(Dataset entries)
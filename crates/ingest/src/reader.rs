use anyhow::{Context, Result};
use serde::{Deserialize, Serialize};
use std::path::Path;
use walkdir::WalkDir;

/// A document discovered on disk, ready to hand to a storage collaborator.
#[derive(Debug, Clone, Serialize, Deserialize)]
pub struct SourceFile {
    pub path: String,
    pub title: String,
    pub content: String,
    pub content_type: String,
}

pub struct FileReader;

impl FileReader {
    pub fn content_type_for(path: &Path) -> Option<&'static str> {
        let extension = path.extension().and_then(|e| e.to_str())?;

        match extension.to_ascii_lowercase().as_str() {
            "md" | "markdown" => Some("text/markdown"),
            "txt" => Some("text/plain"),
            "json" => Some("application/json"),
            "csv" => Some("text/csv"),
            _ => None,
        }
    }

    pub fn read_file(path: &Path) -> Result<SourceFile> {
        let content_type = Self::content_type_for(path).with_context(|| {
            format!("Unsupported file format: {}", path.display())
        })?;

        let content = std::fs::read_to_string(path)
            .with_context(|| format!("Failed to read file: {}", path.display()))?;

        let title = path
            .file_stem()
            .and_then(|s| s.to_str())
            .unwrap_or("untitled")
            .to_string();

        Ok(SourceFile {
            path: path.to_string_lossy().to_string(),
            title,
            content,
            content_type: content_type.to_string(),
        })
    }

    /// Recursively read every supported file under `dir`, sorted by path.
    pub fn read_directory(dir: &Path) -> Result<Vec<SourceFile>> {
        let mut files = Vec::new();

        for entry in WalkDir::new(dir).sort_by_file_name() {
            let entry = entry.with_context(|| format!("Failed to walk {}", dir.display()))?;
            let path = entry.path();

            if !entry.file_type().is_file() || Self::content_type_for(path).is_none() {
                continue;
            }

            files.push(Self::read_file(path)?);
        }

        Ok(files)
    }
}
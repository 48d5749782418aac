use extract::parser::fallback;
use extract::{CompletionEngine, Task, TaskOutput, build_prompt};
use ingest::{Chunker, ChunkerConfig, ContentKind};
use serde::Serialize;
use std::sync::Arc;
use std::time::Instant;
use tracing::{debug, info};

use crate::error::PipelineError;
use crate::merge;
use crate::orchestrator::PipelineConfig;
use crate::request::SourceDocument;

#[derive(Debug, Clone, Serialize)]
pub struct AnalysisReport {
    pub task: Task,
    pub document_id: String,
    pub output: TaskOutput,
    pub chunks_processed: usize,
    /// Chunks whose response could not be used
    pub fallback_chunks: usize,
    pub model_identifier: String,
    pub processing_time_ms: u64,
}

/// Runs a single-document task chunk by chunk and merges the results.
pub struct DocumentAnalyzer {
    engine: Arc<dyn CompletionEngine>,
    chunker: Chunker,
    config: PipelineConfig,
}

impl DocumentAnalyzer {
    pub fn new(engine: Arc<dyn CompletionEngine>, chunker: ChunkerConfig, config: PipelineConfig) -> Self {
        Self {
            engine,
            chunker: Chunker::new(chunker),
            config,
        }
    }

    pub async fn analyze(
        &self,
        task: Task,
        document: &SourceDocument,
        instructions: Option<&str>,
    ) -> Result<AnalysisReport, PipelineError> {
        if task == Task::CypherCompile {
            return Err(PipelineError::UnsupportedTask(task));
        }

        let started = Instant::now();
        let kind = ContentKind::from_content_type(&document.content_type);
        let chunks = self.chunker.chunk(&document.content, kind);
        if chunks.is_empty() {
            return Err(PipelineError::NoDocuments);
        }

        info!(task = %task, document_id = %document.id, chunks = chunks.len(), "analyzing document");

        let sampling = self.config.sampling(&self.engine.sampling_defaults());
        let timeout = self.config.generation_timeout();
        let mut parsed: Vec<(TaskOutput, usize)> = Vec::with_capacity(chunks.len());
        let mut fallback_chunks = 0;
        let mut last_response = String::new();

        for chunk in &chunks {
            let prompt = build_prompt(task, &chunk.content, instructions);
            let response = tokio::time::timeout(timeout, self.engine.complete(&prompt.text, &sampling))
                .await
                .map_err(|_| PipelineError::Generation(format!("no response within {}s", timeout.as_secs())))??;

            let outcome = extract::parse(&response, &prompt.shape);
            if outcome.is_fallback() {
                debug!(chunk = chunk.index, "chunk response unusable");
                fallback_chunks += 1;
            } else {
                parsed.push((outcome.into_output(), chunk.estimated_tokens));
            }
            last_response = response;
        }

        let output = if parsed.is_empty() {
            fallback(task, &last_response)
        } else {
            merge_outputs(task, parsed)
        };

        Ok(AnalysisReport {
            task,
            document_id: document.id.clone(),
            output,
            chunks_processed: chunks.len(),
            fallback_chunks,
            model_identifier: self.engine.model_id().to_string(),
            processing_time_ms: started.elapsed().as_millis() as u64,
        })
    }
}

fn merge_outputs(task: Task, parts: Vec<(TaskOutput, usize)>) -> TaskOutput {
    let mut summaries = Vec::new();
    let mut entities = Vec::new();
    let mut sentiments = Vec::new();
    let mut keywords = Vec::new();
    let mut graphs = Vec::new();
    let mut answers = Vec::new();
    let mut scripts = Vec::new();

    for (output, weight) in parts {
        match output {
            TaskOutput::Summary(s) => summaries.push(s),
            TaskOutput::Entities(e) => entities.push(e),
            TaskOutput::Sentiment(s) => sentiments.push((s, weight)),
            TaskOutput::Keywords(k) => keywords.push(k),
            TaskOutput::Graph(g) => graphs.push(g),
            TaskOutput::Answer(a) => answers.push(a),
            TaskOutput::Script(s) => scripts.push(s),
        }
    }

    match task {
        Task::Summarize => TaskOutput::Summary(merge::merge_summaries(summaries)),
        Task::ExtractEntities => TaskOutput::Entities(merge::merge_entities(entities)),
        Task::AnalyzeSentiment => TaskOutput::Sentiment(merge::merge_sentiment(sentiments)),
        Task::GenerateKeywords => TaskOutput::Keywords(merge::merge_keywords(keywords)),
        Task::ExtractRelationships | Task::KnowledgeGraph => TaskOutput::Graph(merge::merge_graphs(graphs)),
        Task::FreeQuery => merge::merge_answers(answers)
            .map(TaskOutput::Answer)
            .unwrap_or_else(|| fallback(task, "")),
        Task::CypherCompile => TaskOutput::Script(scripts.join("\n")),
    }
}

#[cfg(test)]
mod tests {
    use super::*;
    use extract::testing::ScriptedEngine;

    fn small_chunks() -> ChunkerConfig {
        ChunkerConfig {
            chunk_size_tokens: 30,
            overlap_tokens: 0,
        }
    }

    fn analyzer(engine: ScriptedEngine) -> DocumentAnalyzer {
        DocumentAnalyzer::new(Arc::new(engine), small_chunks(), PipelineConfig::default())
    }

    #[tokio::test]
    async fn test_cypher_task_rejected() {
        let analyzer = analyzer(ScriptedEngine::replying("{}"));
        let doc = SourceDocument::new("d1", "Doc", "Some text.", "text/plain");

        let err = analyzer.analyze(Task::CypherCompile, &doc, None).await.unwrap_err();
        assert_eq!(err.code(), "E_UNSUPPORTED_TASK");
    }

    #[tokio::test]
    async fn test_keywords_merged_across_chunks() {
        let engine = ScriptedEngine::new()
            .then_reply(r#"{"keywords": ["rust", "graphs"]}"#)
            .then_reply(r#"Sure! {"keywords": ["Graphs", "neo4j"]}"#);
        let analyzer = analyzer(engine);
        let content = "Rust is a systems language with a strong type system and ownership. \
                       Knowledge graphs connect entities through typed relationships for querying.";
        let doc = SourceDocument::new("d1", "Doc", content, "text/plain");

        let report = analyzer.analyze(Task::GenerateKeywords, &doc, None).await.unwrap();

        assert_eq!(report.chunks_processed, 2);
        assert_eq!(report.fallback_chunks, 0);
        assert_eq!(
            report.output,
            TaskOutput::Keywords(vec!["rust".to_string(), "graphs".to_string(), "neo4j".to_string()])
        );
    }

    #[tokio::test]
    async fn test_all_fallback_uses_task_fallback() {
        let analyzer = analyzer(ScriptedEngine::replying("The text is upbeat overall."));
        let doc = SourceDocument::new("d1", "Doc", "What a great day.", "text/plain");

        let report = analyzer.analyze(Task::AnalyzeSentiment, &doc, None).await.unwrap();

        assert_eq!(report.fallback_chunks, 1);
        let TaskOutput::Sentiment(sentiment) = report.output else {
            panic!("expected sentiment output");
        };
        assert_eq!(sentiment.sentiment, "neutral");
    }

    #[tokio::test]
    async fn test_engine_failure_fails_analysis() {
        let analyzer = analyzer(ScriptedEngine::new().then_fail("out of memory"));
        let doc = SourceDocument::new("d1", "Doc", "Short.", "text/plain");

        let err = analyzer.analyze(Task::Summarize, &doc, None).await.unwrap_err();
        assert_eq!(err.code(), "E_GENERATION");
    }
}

- EXERCISE DESCRIPTION -
Could you please retype the lines from the start of the data through the line with "let extension = path.extension().and_then(|e|", both included, and nothing else?

- SOLVED PROBLEM -
filename crates/ingest/src/reader.rs
use anyhow::{Context, Result};
use serde::{Deserialize, Serialize};
use std::path::Path;
use walkdir::WalkDir;

/// A document discovered on disk, ready to hand to a storage collaborator.
#[derive(Debug, Clone, Serialize, Deserialize)]
pub struct SourceFile {
    pub path: String,
    pub title: String,
    pub content: String,
    pub content_type: String,
}

pub struct FileReader;

impl FileReader {
    pub fn content_type_for(path: &Path) -> Option<&'static str> {
        let extension = path.extension().and_then(|e| e.to_str())?;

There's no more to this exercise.